Anyway, where was I? So, flings were a rarity for me. I then found myself in a couple of relationships where my partners didn’t treat me as I’d have hoped, I got cheated on by both and it just made me realise how much someone can affect how you see yourself. I wouldn’t say I was overly confident before these betrayals but I didn’t feel ashamed or not good enough until after those incidents.
So, I decide to take some time out of dating because there was no way in hell I’d let some idiot crush me again and I knew that I really needed to start concentrating on my studies without any distractions… In other words guys.

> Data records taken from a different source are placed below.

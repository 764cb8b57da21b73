//! Configuration options for Readability parsing.
//!
//! This module provides [`ReadabilityOptions`] and [`ReadabilityOptionsBuilder`]
//! for configuring the behavior of the content extraction algorithm.
//!
//! ## Example
//!
//! ```rust
//! use lede::{Readability, ReadabilityOptions};
//!
//! let html = "<html><body><article><p>Content...</p></article></body></html>";
//!
//! // Using default options
//! let readability = Readability::new(html, None, None).unwrap();
//!
//! // Using builder for custom options
//! let options = ReadabilityOptions::builder()
//!     .char_threshold(300)
//!     .nb_top_candidates(10)
//!     .keep_classes(true)
//!     .build();
//!
//! let readability = Readability::new(html, None, Some(options)).unwrap();
//! ```

use regex::Regex;

/// Configuration options for the Readability parser.
///
/// Controls various aspects of the content extraction algorithm, including scoring
/// thresholds, element limits, and metadata extraction behavior.
///
/// ## Creating Options
///
/// ### Using Default
///
/// ```rust
/// use lede::ReadabilityOptions;
///
/// let options = ReadabilityOptions::default();
/// ```
///
/// ### Using Builder
///
/// ```rust
/// use lede::ReadabilityOptions;
///
/// let options = ReadabilityOptions::builder()
///     .char_threshold(300)
///     .nb_top_candidates(10)
///     .debug(true)
///     .build();
/// ```
///
/// ## Field Descriptions
///
/// See individual field documentation for details on what each option controls.
#[derive(Debug, Clone)]
pub struct ReadabilityOptions {
    /// Enable debug logging to stderr.
    ///
    /// When enabled, the parser will output diagnostic messages to stderr
    /// during extraction. Useful for understanding why extraction failed
    /// or for debugging extraction behavior.
    ///
    /// Default: `false`
    pub debug: bool,

    /// Maximum number of elements to parse.
    ///
    /// This is a safety limit to prevent processing extremely large documents
    /// that could consume excessive memory or CPU time. Set to 0 to disable
    /// the limit.
    ///
    /// Default: `0` (no limit)
    pub max_elems_to_parse: usize,

    /// Number of top candidates to consider when analyzing content.
    ///
    /// The parser scores all potential article containers and considers this many
    /// of the highest-scoring candidates. Higher values increase accuracy but may
    /// also increase processing time.
    ///
    /// Default: `5`
    pub nb_top_candidates: usize,

    /// Minimum number of characters required for article content.
    ///
    /// If extracted content has fewer characters than this threshold, the parser
    /// will try alternative extraction strategies. Lower values make extraction
    /// more permissive but may capture non-article content.
    ///
    /// Default: `500`
    pub char_threshold: usize,

    /// CSS classes to preserve during cleaning.
    ///
    /// By default, the parser removes most CSS classes during cleaning. Classes
    /// in this list will be preserved in the output HTML.
    ///
    /// Default: `vec!["page"]`
    pub classes_to_preserve: Vec<String>,

    /// Keep all CSS classes in the output HTML.
    ///
    /// When `true`, preserves all CSS classes instead of removing them.
    /// This can be useful if you need to apply custom styling to the output.
    ///
    /// Default: `false`
    pub keep_classes: bool,

    /// Disable JSON-LD metadata extraction.
    ///
    /// When `true`, skips parsing of JSON-LD structured data, which can
    /// improve performance if you don't need metadata like author, publish date, etc.
    ///
    /// Default: `false`
    pub disable_json_ld: bool,

    /// Custom regex for allowed video URLs.
    ///
    /// Checked in addition to the built-in platform list, so embeds matching
    /// either pattern survive cleaning. The parser recognizes common platforms
    /// like YouTube, Vimeo, etc. out of the box.
    ///
    /// Default: `None` (built-in list only)
    ///
    /// ## Example
    ///
    /// ```rust
    /// use lede::ReadabilityOptions;
    /// use regex::Regex;
    ///
    /// let video_regex = Regex::new(r"(?i)myvideoplatform\.com").unwrap();
    /// let options = ReadabilityOptions::builder()
    ///     .allowed_video_regex(video_regex)
    ///     .build();
    /// ```
    pub allowed_video_regex: Option<Regex>,

    /// Modifier for link density scoring.
    ///
    /// Adjusts how heavily link density affects content scoring. Positive values
    /// make the algorithm more tolerant of links, negative values less tolerant.
    ///
    /// Default: `0.0`
    pub link_density_modifier: f64,
}

impl Default for ReadabilityOptions {
    fn default() -> Self {
        Self {
            debug: false,
            max_elems_to_parse: 0,
            nb_top_candidates: 5,
            char_threshold: 500,
            classes_to_preserve: vec!["page".to_string()],
            keep_classes: false,
            disable_json_ld: false,
            allowed_video_regex: None,
            link_density_modifier: 0.0,
        }
    }
}

impl ReadabilityOptions {
    /// Creates a new builder for ReadabilityOptions
    pub fn builder() -> ReadabilityOptionsBuilder {
        ReadabilityOptionsBuilder::default()
    }
}

/// Builder for [`ReadabilityOptions`].
///
/// Provides a fluent interface for constructing [`ReadabilityOptions`] with custom values.
///
/// ## Example
///
/// ```rust
/// use lede::ReadabilityOptions;
///
/// let options = ReadabilityOptions::builder()
///     .char_threshold(300)
///     .nb_top_candidates(10)
///     .debug(true)
///     .keep_classes(true)
///     .build();
/// ```
#[derive(Default)]
pub struct ReadabilityOptionsBuilder {
    debug: Option<bool>,
    max_elems_to_parse: Option<usize>,
    nb_top_candidates: Option<usize>,
    char_threshold: Option<usize>,
    classes_to_preserve: Option<Vec<String>>,
    keep_classes: Option<bool>,
    disable_json_ld: Option<bool>,
    allowed_video_regex: Option<Regex>,
    link_density_modifier: Option<f64>,
}

impl ReadabilityOptionsBuilder {
    /// Enable or disable debug logging
    pub fn debug(mut self, debug: bool) -> Self {
        self.debug = Some(debug);
        self
    }

    /// Set maximum number of elements to parse
    pub fn max_elems_to_parse(mut self, max: usize) -> Self {
        self.max_elems_to_parse = Some(max);
        self
    }

    /// Set number of top candidates to consider
    pub fn nb_top_candidates(mut self, nb: usize) -> Self {
        self.nb_top_candidates = Some(nb);
        self
    }

    /// Set character threshold
    pub fn char_threshold(mut self, threshold: usize) -> Self {
        self.char_threshold = Some(threshold);
        self
    }

    /// Set classes to preserve
    pub fn classes_to_preserve(mut self, classes: Vec<String>) -> Self {
        self.classes_to_preserve = Some(classes);
        self
    }

    /// Keep all CSS classes
    pub fn keep_classes(mut self, keep: bool) -> Self {
        self.keep_classes = Some(keep);
        self
    }

    /// Disable JSON-LD extraction
    pub fn disable_json_ld(mut self, disable: bool) -> Self {
        self.disable_json_ld = Some(disable);
        self
    }

    /// Set allowed video regex
    pub fn allowed_video_regex(mut self, regex: Regex) -> Self {
        self.allowed_video_regex = Some(regex);
        self
    }

    /// Set link density modifier
    pub fn link_density_modifier(mut self, modifier: f64) -> Self {
        self.link_density_modifier = Some(modifier);
        self
    }

    /// Build the ReadabilityOptions
    pub fn build(self) -> ReadabilityOptions {
        let defaults = ReadabilityOptions::default();
        ReadabilityOptions {
            debug: self.debug.unwrap_or(defaults.debug),
            max_elems_to_parse: self
                .max_elems_to_parse
                .unwrap_or(defaults.max_elems_to_parse),
            nb_top_candidates: self.nb_top_candidates.unwrap_or(defaults.nb_top_candidates),
            char_threshold: self.char_threshold.unwrap_or(defaults.char_threshold),
            classes_to_preserve: self
                .classes_to_preserve
                .unwrap_or(defaults.classes_to_preserve),
            keep_classes: self.keep_classes.unwrap_or(defaults.keep_classes),
            disable_json_ld: self.disable_json_ld.unwrap_or(defaults.disable_json_ld),
            allowed_video_regex: self.allowed_video_regex.or(defaults.allowed_video_regex),
            link_density_modifier: self
                .link_density_modifier
                .unwrap_or(defaults.link_density_modifier),
        }
    }
}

Celibacy was just a term I had heard of a few times and I just thought what better way than to focus on self-love and to sway my attention from meeting somebody who in my head, could potentially hurt me again.
During this year off of any sexual contact… Although I tended to window shop and I did find out a lot about my own body which I classed as “research” I really did focus on myself, I had goals set on my grades at uni and I really found appreciation for the close circle of friends and family around me.
I didn’t have anyone to answer to, I just did whatever made me happy and at the end of the year, I realised that taking time out to love myself before I let anybody else’s love determine my happiness was the best decision I made because I realised my self worth.
I can’t say I hadn’t been tempted during this entire year I was celibate and who am I kidding… My lips may have came into contact with someone else’s but that was as far as I went with anyone and it’s almost like I had a refresh of my pellet, I was starting over again and I knew that if I was to ever get into a relationship again I’d take my time and let them get to know the true me so that I knew if love came into it, it would be for the right reasons.
It’s now years on and I am currently in a two year relationship that has really proven to me that taking time out for myself meant I was ready to embark on something special and overall, has made our foundation stronger so it really is the truest love I have ever known. And as far as I’m concerned, I really am happy.